Waktu Bisa Menyembuhkan: Terima Kasih Selalu Menyapa
Assalamu
Alaikum
Haloo..
Ini Pipi'! :D
Pipi'
kembali menulis..
Gampang dan terlalu
banyak percaya beresiko mengalami kekecawaan yang mendalam.
(Apa ini karena saya
golongan darah O? Kepribadian menurut golongan darah sedang jadi hot topic,
kan? =..=a)
Mungkin
beberapa bulan yang lalu, saya banyak tidak menulis-lebih tepatnya tidak
menulis di blog, lihat saja caption instagram dan facebook yang panjang
membahana-. Bagaimana mengatakannya ya? Saya waktu itu sedang tidak stabil.

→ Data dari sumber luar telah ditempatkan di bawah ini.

//! Employee endpoints (`/empleados`)

use shared::models::{
    EMPLOYEE_TYPES, Employee, EmployeeListResponse, EmployeeStatus, EmployeeStatusUpdate,
    EmployeeType, UserIdsResponse,
};

use super::Ack;
use crate::error::{ClientError, ClientResult};
use crate::http::HttpClient;

pub struct EmployeeApi<'a, H> {
    http: &'a H,
}

impl<'a, H: HttpClient> EmployeeApi<'a, H> {
    pub fn new(http: &'a H) -> Self {
        Self { http }
    }

    /// Full employee listing
    pub async fn list(&self) -> ClientResult<Vec<Employee>> {
        let response: EmployeeListResponse = self.http.get("empleados").await?;
        if !response.success {
            return Err(ClientError::InvalidResponse(
                "Error al obtener empleados".to_string(),
            ));
        }
        Ok(response.empleados)
    }

    /// Identifiers of every registered user
    pub async fn user_ids(&self) -> ClientResult<Vec<u64>> {
        let response: UserIdsResponse = self.http.get("empleados/usuarios-ids").await?;
        if !response.success {
            return Err(ClientError::InvalidResponse(
                "Error al obtener identificadores de usuario".to_string(),
            ));
        }
        Ok(response.usuarios.into_iter().map(|u| u.id).collect())
    }

    pub async fn set_status(&self, usuario_id: i64, status: EmployeeStatus) -> ClientResult<()> {
        let ack: Ack = self
            .http
            .patch(
                &format!("empleados/{usuario_id}"),
                &EmployeeStatusUpdate::from(status),
            )
            .await?;
        ack.into_result("No se pudo actualizar el estado")?;
        tracing::info!(usuario_id, status = status.as_str(), "Employee status updated");
        Ok(())
    }

    pub async fn delete(&self, usuario_id: i64) -> ClientResult<()> {
        let ack: Ack = self.http.delete(&format!("empleados/{usuario_id}")).await?;
        ack.into_result("No se pudo eliminar el empleado")?;
        tracing::info!(usuario_id, "Employee deleted");
        Ok(())
    }
}

/// Number of employees of one type
#[derive(Debug, Clone, Copy, PartialEq, Eq)]
pub struct TypeCount {
    pub employee_type: EmployeeType,
    pub count: usize,
}

/// Employees per type, by code prefix, in the fixed type order
pub fn count_by_type(employees: &[Employee]) -> Vec<TypeCount> {
    EMPLOYEE_TYPES
        .iter()
        .map(|t| TypeCount {
            employee_type: *t,
            count: employees
                .iter()
                .filter(|e| e.codigo_empleado.starts_with(t.prefijo))
                .count(),
        })
        .collect()
}
//! Logging setup
//!
//! Console output filtered by `RUST_LOG`; with a log directory, a daily
//! rolling file receives the same events.

use std::path::Path;

use tracing_appender::non_blocking::WorkerGuard;
use tracing_subscriber::{EnvFilter, Layer, fmt, layer::SubscriberExt, util::SubscriberInitExt};

const DEFAULT_FILTER: &str = "asistencia_console=info,asistencia_client=info";

/// Initialise tracing. Keep the returned guard alive until exit so the
/// file writer can flush.
pub fn init_logger(log_dir: Option<&Path>) -> anyhow::Result<Option<WorkerGuard>> {
    let env_filter = || EnvFilter::try_from_default_env().unwrap_or_else(|_| DEFAULT_FILTER.into());

    let console_layer = fmt::layer()
        .with_target(false)
        .with_writer(std::io::stderr)
        .with_filter(env_filter());

    let Some(dir) = log_dir else {
        tracing_subscriber::registry().with(console_layer).try_init()?;
        return Ok(None);
    };

    std::fs::create_dir_all(dir)?;
    let file_appender = tracing_appender::rolling::daily(dir, "asistencia-console.log");
    let (writer, guard) = tracing_appender::non_blocking(file_appender);
    let file_layer = fmt::layer()
        .json()
        .with_target(true)
        .with_writer(writer)
        .with_filter(env_filter());

    tracing_subscriber::registry()
        .with(console_layer)
        .with(file_layer)
        .try_init()?;
    Ok(Some(guard))
}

Aura negatif terus saja berada di sekitar. Hati jadi terbiasa menghujat,
terkadang mengumpat. Setiap hari marah. Kesal. Tapi, yang saya lakukan hanya
diam. Dan menjadi diam itu yang bikin jadi tambah buruk.
Kalian
tahu tentang istilah
"Biarlah
waktu yang menyembuhkan"
Saya
termasuk yang selalu bingung dengan istilah ini.
Bagaiman
bisa luka yang tidak pernah diobati akan sembuh oleh waktu?
Bagaimana
bisa waktu menyembuhkan?
Tapi,
teman-teman..waktu benar-benar bisa menyembuhkan..
Saya
(saat itu) belum pernah mengerti dengan perubahan sikap seseorang, Baiklah, itu
normal. Tapi, hal ini menjadi krusial ketika satu hari seseorang
mengatakan ini kemudian di hari lain melakukan itu.
Seperti
seseorang yang menasehati "Saat cuci piring, mulailah dengan membersihkan
gelas-gelas dan sendok-sendok terlebih dahulu. Kemudian, di hari
lain ketika mencuci piring bersama, ia memulainya dengan membersihkan piring.

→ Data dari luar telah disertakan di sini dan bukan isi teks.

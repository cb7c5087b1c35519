//! In-process mock of the attendance backend
//!
//! Bound to `127.0.0.1:0`; every test gets its own instance and inspects
//! or tweaks the shared [`MockState`].

#![allow(dead_code)]

use std::collections::HashMap;
use std::sync::atomic::{AtomicBool, AtomicUsize, Ordering};
use std::sync::{Arc, Mutex};
use std::time::Duration;

use axum::{
    Json, Router,
    extract::{Path, Query, State},
    http::{HeaderMap, StatusCode, header},
    response::{IntoResponse, Response},
    routing::{get, patch, post},
};
use serde_json::{Value, json};

use asistencia_client::ClientConfig;

pub const ADMIN_TOKEN: &str = "token-admin";
pub const EMPLOYEE_TOKEN: &str = "token-empleado";
pub const KNOWN_DNI: &str = "45678912";
pub const EXPORT_BYTES: &[u8] = b"PK\x03\x04asistencias";

#[derive(Debug, Clone, Copy, PartialEq, Eq, Default)]
pub enum RegisterMode {
    #[default]
    Normal,
    /// Store the employee but answer 400 with a success text
    LegacyError,
}

#[derive(Default)]
pub struct MockState {
    pub user_ids: Mutex<Vec<u64>>,
    pub employees: Mutex<Vec<Value>>,
    pub attendance: Mutex<Vec<Value>>,
    pub registrations: Mutex<Vec<Value>>,
    pub queries: Mutex<Vec<(String, HashMap<String, String>)>>,
    pub register_mode: Mutex<RegisterMode>,
    pub attendance_delay: Mutex<Duration>,
    /// Answer 401 to every authenticated route
    pub reject_tokens: AtomicBool,
    pub fail_attendance: AtomicBool,
    pub fail_user_ids: AtomicBool,
    /// New registrations do not show up in the id listing
    pub freeze_user_ids: AtomicBool,
    /// Requests that reached an authenticated route
    pub hits: AtomicUsize,
}

impl MockState {
    pub fn last_query(&self, path: &str) -> Option<HashMap<String, String>> {
        self.queries
            .lock()
            .unwrap()
            .iter()
            .rev()
            .find(|(p, _)| p == path)
            .map(|(_, q)| q.clone())
    }

    pub fn hits(&self) -> usize {
        self.hits.load(Ordering::SeqCst)
    }
}

pub struct MockBackend {
    pub base_url: String,
    pub state: Arc<MockState>,
}

impl MockBackend {
    pub fn config(&self) -> ClientConfig {
        ClientConfig::new(&self.base_url)
    }
}

pub fn employee(id: u64, code: &str, nombre: &str, apellido: &str, activo: u8) -> Value {
    json!({
        "usuario_id": id,
        "codigo_empleado": code,
        "username": format!("user{id}"),
        "fecha_ingreso": "2024-01-15",
        "activo": activo,
        "rol_id": 1,
        "persona_id": id + 100,
        "nombre": nombre,
        "apellido": apellido,
        "rol_nombre": "Empleado"
    })
}

pub fn attendance(id: u64, code: &str, fecha: &str, entrada: Option<&str>, salida: Option<&str>) -> Value {
    json!({
        "id": id,
        "codigo_empleado": code,
        "nombre": "Ana",
        "apellido": "Quispe",
        "fecha": fecha,
        "hora_entrada": entrada,
        "hora_salida": salida
    })
}

/// Start a backend seeded with users 1..=4 and four employees
pub async fn spawn() -> MockBackend {
    let state = Arc::new(MockState::default());
    *state.user_ids.lock().unwrap() = vec![1, 2, 3, 4];
    *state.employees.lock().unwrap() = vec![
        employee(1, "PLA001", "Juan", "Perez", 1),
        employee(2, "PLA002", "Rosa", "Huaman", 1),
        employee(3, "TER003", "Luis", "Mamani", 0),
        employee(4, "ADM004", "Carla", "Flores", 1),
    ];

    let app = Router::new()
        .route("/api/auth/login", post(login))
        .route("/api/auth/register", post(register))
        .route("/api/empleados", get(list_employees))
        .route("/api/empleados/usuarios-ids", get(user_ids))
        .route("/api/empleados/{id}", patch(update_employee).delete(delete_employee))
        .route("/api/asistencias/todas", get(list_attendance))
        .route("/api/asistencias/exportar-excel", get(export_attendance))
        .route("/api/reniec/{dni}", get(national_id))
        .with_state(state.clone());

    let listener = tokio::net::TcpListener::bind("127.0.0.1:0").await.unwrap();
    let addr = listener.local_addr().unwrap();
    tokio::spawn(async move {
        axum::serve(listener, app).await.unwrap();
    });

    MockBackend {
        base_url: format!("http://{addr}/api"),
        state,
    }
}

fn error(status: StatusCode, message: &str) -> Response {
    (status, Json(json!({ "success": false, "message": message }))).into_response()
}

fn authorize(state: &MockState, headers: &HeaderMap) -> Result<(), Response> {
    let token = headers
        .get(header::AUTHORIZATION)
        .and_then(|h| h.to_str().ok())
        .and_then(|h| h.strip_prefix("Bearer "))
        .unwrap_or_default();
    if state.reject_tokens.load(Ordering::SeqCst) || (token != ADMIN_TOKEN && token != EMPLOYEE_TOKEN) {
        return Err(error(StatusCode::UNAUTHORIZED, "Token inválido o expirado"));
    }
    state.hits.fetch_add(1, Ordering::SeqCst);
    Ok(())
}

async fn login(Json(req): Json<Value>) -> Response {
    let username = req["username"].as_str().unwrap_or_default();
    let password = req["password"].as_str().unwrap_or_default();
    let (token, id, rol_id, rol_nombre) = match (username, password) {
        ("admin", "secreta123") => (ADMIN_TOKEN, 1, 2, "Administrador"),
        ("empleado", "clave1234") => (EMPLOYEE_TOKEN, 2, 1, "Empleado"),
        _ => return error(StatusCode::UNAUTHORIZED, "Credenciales inválidas"),
    };
    Json(json!({
        "success": true,
        "message": "Login exitoso",
        "token": token,
        "user": {
            "id": id,
            "username": username,
            "email": format!("{username}@muni.gob.pe"),
            "rol_id": rol_id,
            "rol_nombre": rol_nombre
        }
    }))
    .into_response()
}

async fn register(State(state): State<Arc<MockState>>, headers: HeaderMap, Json(form): Json<Value>) -> Response {
    if let Err(resp) = authorize(&state, &headers) {
        return resp;
    }
    let code = form["codigo_empleado"].as_str().unwrap_or_default().to_string();
    let mut employees = state.employees.lock().unwrap();
    if employees.iter().any(|e| e["codigo_empleado"] == code.as_str()) {
        return error(StatusCode::CONFLICT, "El código de empleado ya existe");
    }

    let mut ids = state.user_ids.lock().unwrap();
    let new_id = ids.iter().max().copied().unwrap_or(0) + 1;
    if !state.freeze_user_ids.load(Ordering::SeqCst) {
        ids.push(new_id);
    }
    employees.push(employee(
        new_id,
        &code,
        form["nombre"].as_str().unwrap_or_default(),
        form["apellido"].as_str().unwrap_or_default(),
        1,
    ));
    state.registrations.lock().unwrap().push(form);

    match *state.register_mode.lock().unwrap() {
        RegisterMode::LegacyError => error(StatusCode::BAD_REQUEST, "Usuario registrado con rol Empleado"),
        RegisterMode::Normal => (
            StatusCode::CREATED,
            Json(json!({
                "success": true,
                "message": "Empleado registrado exitosamente",
                "data": { "usuario_id": new_id, "persona_id": new_id + 100 }
            })),
        )
            .into_response(),
    }
}

async fn list_employees(State(state): State<Arc<MockState>>, headers: HeaderMap) -> Response {
    if let Err(resp) = authorize(&state, &headers) {
        return resp;
    }
    let employees = state.employees.lock().unwrap().clone();
    Json(json!({ "success": true, "total": employees.len(), "empleados": employees })).into_response()
}

async fn user_ids(State(state): State<Arc<MockState>>, headers: HeaderMap) -> Response {
    if let Err(resp) = authorize(&state, &headers) {
        return resp;
    }
    if state.fail_user_ids.load(Ordering::SeqCst) {
        return error(StatusCode::INTERNAL_SERVER_ERROR, "Error interno");
    }
    let ids = state.user_ids.lock().unwrap().clone();
    let usuarios: Vec<Value> = ids.iter().map(|id| json!({ "id": id })).collect();
    Json(json!({ "success": true, "total": ids.len(), "usuarios": usuarios })).into_response()
}

async fn update_employee(
    State(state): State<Arc<MockState>>,
    headers: HeaderMap,
    Path(id): Path<u64>,
    Json(body): Json<Value>,
) -> Response {
    if let Err(resp) = authorize(&state, &headers) {
        return resp;
    }
    let mut employees = state.employees.lock().unwrap();
    match employees.iter_mut().find(|e| e["usuario_id"] == id) {
        Some(employee) => {
            employee["activo"] = body["activo"].clone();
            Json(json!({ "success": true, "message": "Estado actualizado" })).into_response()
        }
        None => error(StatusCode::NOT_FOUND, "Empleado no encontrado"),
    }
}

async fn delete_employee(State(state): State<Arc<MockState>>, headers: HeaderMap, Path(id): Path<u64>) -> Response {
    if let Err(resp) = authorize(&state, &headers) {
        return resp;
    }
    let mut employees = state.employees.lock().unwrap();
    let before = employees.len();
    employees.retain(|e| e["usuario_id"] != id);
    if employees.len() == before {
        return error(StatusCode::NOT_FOUND, "Empleado no encontrado");
    }
    Json(json!({ "success": true, "message": "Empleado eliminado" })).into_response()
}

async fn list_attendance(
    State(state): State<Arc<MockState>>,
    headers: HeaderMap,
    Query(query): Query<HashMap<String, String>>,
) -> Response {
    if let Err(resp) = authorize(&state, &headers) {
        return resp;
    }
    state
        .queries
        .lock()
        .unwrap()
        .push(("asistencias/todas".to_string(), query.clone()));

    let delay = *state.attendance_delay.lock().unwrap();
    if !delay.is_zero() {
        tokio::time::sleep(delay).await;
    }
    if state.fail_attendance.load(Ordering::SeqCst) {
        return error(StatusCode::INTERNAL_SERVER_ERROR, "Error interno");
    }

    let page: usize = query.get("page").and_then(|p| p.parse().ok()).unwrap_or(1);
    let limit: usize = query.get("limit").and_then(|l| l.parse().ok()).unwrap_or(10);
    let records = state.attendance.lock().unwrap().clone();
    let total = records.len();
    let data: Vec<Value> = records.into_iter().skip((page - 1) * limit).take(limit).collect();
    Json(json!({
        "success": true,
        "data": data,
        "pagination": {
            "page": page,
            "limit": limit,
            "total": total,
            "totalPages": total.div_ceil(limit)
        }
    }))
    .into_response()
}

async fn export_attendance(
    State(state): State<Arc<MockState>>,
    headers: HeaderMap,
    Query(query): Query<HashMap<String, String>>,
) -> Response {
    if let Err(resp) = authorize(&state, &headers) {
        return resp;
    }
    state
        .queries
        .lock()
        .unwrap()
        .push(("asistencias/exportar-excel".to_string(), query));
    (
        [(
            header::CONTENT_TYPE,
            "application/vnd.openxmlformats-officedocument.spreadsheetml.sheet",
        )],
        EXPORT_BYTES,
    )
        .into_response()
}

async fn national_id(State(state): State<Arc<MockState>>, headers: HeaderMap, Path(dni): Path<String>) -> Response {
    if let Err(resp) = authorize(&state, &headers) {
        return resp;
    }
    if dni != KNOWN_DNI {
        return error(StatusCode::NOT_FOUND, "DNI no encontrado");
    }
    Json(json!({
        "success": true,
        "data": {
            "dni": dni,
            "nombres": "ANA MARIA",
            "apellido_paterno": "QUISPE",
            "apellido_materno": "MAMANI"
        }
    }))
    .into_response()
}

Bukan sendok atau gelas. Tapi, Piring!
Saya
tahu ini sama saja, judulnya sama-sama "cuci piring".
Mungkin
hal ini terlihat sepele. Apalagi ini hanya tentang cuci piring. Tapi, tidak
untuk saya. Saya mungkin terlihat amburadul dan acak-acakan dalam menjalani
hidup, terkesan tidak mau diatur. Tapi, saya selalu punya aturan untuk hal ini
dan hal itu. Apa ya? Saya hanya merasa setiap hal kecilpun punya
aturan, bahkan hal sepelepun punya aturan main. Bahkan, terkadang saya
terlalu keras untuk hal ini. Saya bisa sampai menghukum diri saya sendiri
ketika telah melanggar aturan (yang dibuat sendiri).
Saya
bisa keras sekali kalau ini tentang apa yang harus dijalani. Pandangan saya
terhadap impian, rokok, tattoo, dan yah..jilbab. Saya belum pernah
kehilangan respek terhadap teman-teman yang.. memperlihatkan rambutnya padahal
sudah memakai jilbab, misalnya. Belum pernah, sekalipun. Saya masih menghargai
mereka. Tapi, tentu saja. Ada lubang besar yang menganga di hati saya ketika
melihat hal ini terjadi. Orang-orang menyebutnya kecewa.
Saya
sudah banyak kecewa pada orang-orang berlabel teman.
Entah
'mengerti teman' adalah hal yang susah atau saya yang terlalu sulit memahami.
Saya
termasuk orang yang masih "percaya-percaya saja" pada mereka. Teman.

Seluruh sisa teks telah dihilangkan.